Statistical studies underscore the gravity of the matter. According to a 4-decade study completed by the University of British Columbia, Halloween emerges as the deadliest night for pedestrians, with a concerning 48% higher risk of fatalities compared to other nights, particularly during the hours between 5 PM and 8 PM. Safe Kids Worldwide underscores on their website that children are more than twice as likely to be involved in car accidents on Halloween night compared to any other night of the year.
Having managed and litigated pedestrian cases over the past 16 years, I offer these guidelines for drivers and pedestrians:
- Be extra vigilant, especially during the peak trick-or-treating hours from 5 PM to 8 PM.

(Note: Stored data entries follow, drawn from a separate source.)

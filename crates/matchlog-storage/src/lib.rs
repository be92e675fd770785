//! Storage layer for matchlog
//!
//! Reconciled matches are persisted as one atomic batch (match row, rounds,
//! events, accolades and the player snapshots derived from them). Player
//! stats are append-only snapshots; the newest snapshot is the current view.
//!
//! # Supported Backends
//!
//! - **SQLite** (feature: `sqlite`, default) - Lightweight embedded database
//! - **DuckDB** (feature: `duckdb`) - Embedded analytics database
//!
//! # Architecture
//!
//! All backends implement the same traits:
//! - [`MatchStore`] - Atomic match batches with duplicate detection, history reads
//! - [`PlayerArchive`] - Player snapshots, current stats and the leaderboard
//! - [`Storage`] - Lifecycle management (initialize, health check, close)
//!
//! # Examples
//!
//! ```no_run
//! use matchlog_storage::{create_storage, StorageConfig};
//!
//! # async fn example() -> Result<(), Box<dyn std::error::Error>> {
//! // In-memory for testing
//! let config = StorageConfig::from_url("sqlite://:memory:")?;
//! let storage = create_storage(&config).await?;
//!
//! // File-based for production
//! let config = StorageConfig::from_url("sqlite:///var/lib/matchlog/matches.sqlite")?;
//! let storage = create_storage(&config).await?;
//! # Ok(())
//! # }
//! ```

mod config;
mod error;
mod traits;
mod types;

pub mod backends;

// Re-exports
pub use config::{BackendType, ConfigError, StorageConfig};
pub use error::StorageError;
pub use traits::{MatchStore, PlayerArchive, Storage};
pub use types::{
    AccoladeRecord, EventRecord, MatchBatch, MatchId, MatchRecord, PersistOutcome, PlayerSnapshot,
    PlayerStats, RoundId, RoundRecord,
};

/// Create storage from configuration
///
/// Opens the configured backend and initializes its schema.
///
/// # Errors
///
/// Returns `StorageError::InvalidConnectionString` if the backend type
/// is not compiled in (missing feature flag).
pub async fn create_storage(
    config: &StorageConfig,
) -> Result<std::sync::Arc<dyn Storage>, StorageError> {
    let storage: std::sync::Arc<dyn Storage> = match config.backend {
        #[cfg(feature = "duckdb")]
        BackendType::DuckDb => std::sync::Arc::new(
            backends::duckdb::DuckDbStorage::new(&config.connection_string).await?,
        ),
        #[cfg(not(feature = "duckdb"))]
        BackendType::DuckDb => {
            return Err(StorageError::InvalidConnectionString(
                "DuckDB backend not compiled in (enable 'duckdb' feature)".into(),
            ))
        }
        #[cfg(feature = "sqlite")]
        BackendType::Sqlite => {
            std::sync::Arc::new(backends::sqlite::SqliteStorage::from_config(config).await?)
        }
        #[cfg(not(feature = "sqlite"))]
        BackendType::Sqlite => {
            return Err(StorageError::InvalidConnectionString(
                "SQLite backend not compiled in (enable 'sqlite' feature)".into(),
            ))
        }
    };

    storage.initialize().await?;
    tracing::debug!(backend = ?config.backend, "storage initialized");
    Ok(storage)
}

- Prioritize safety over haste; any delay is a small price to pay for safeguarding young lives on this festive occasion.
- Drivers should anticipate that children may not be mindful of traffic rules and may dart into the roadway unexpectedly. Parents should strongly consider putting on reflective tape on black or dark costumes.
- Avoid distractions and remain fully focused on the road.
- Ensure your headlights are on, even if it’s not completely dark yet, to increase visibility.
- Always avoid any form of impaired driving, such as alcohol or drug use.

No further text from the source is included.